- [Exercise] Lines from the material below that hold the string "every" are what is needed; copy each of them.

- [Records shown]
• • • • •

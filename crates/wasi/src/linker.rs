//! Wires a [`WasiCtx`]'s selected features into a [`wasmi::Linker`].
//!
//! This is the only module in the crate that depends directly on `wasmi`'s
//! linker API; every handler it calls into ([`crate::providers`],
//! [`crate::fs`]) is plain Rust operating on a `&mut [u8]` borrowed from the
//! guest's `memory` export, re-acquired on every call since the guest may
//! grow memory in between (see the crate's design notes).

use wasmi::{Caller, Extern, Linker};

use crate::{
    error::WasiError,
    memory::{self, RawIoVec},
    providers::{args, clock, environ, proc, random},
    types::Errno,
    WasiCtx,
};

fn guest_memory<'a, T>(caller: &'a mut Caller<'_, T>) -> Result<&'a mut [u8], WasiError> {
    let memory = caller
        .get_export("memory")
        .and_then(Extern::into_memory)
        .ok_or_else(|| WasiError::trap("guest module does not export linear memory named `memory`"))?;
    Ok(memory.data_mut(caller))
}

fn errno_result(result: Result<(), Errno>) -> i32 {
    match result {
        Ok(()) => Errno::Success.code() as i32,
        Err(errno) => errno.code() as i32,
    }
}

• • • • •

- [Result for this exercise]
//! linker API; every handler it calls into ([`crate::providers`],
//! guest's `memory` export, re-acquired on every call since the guest may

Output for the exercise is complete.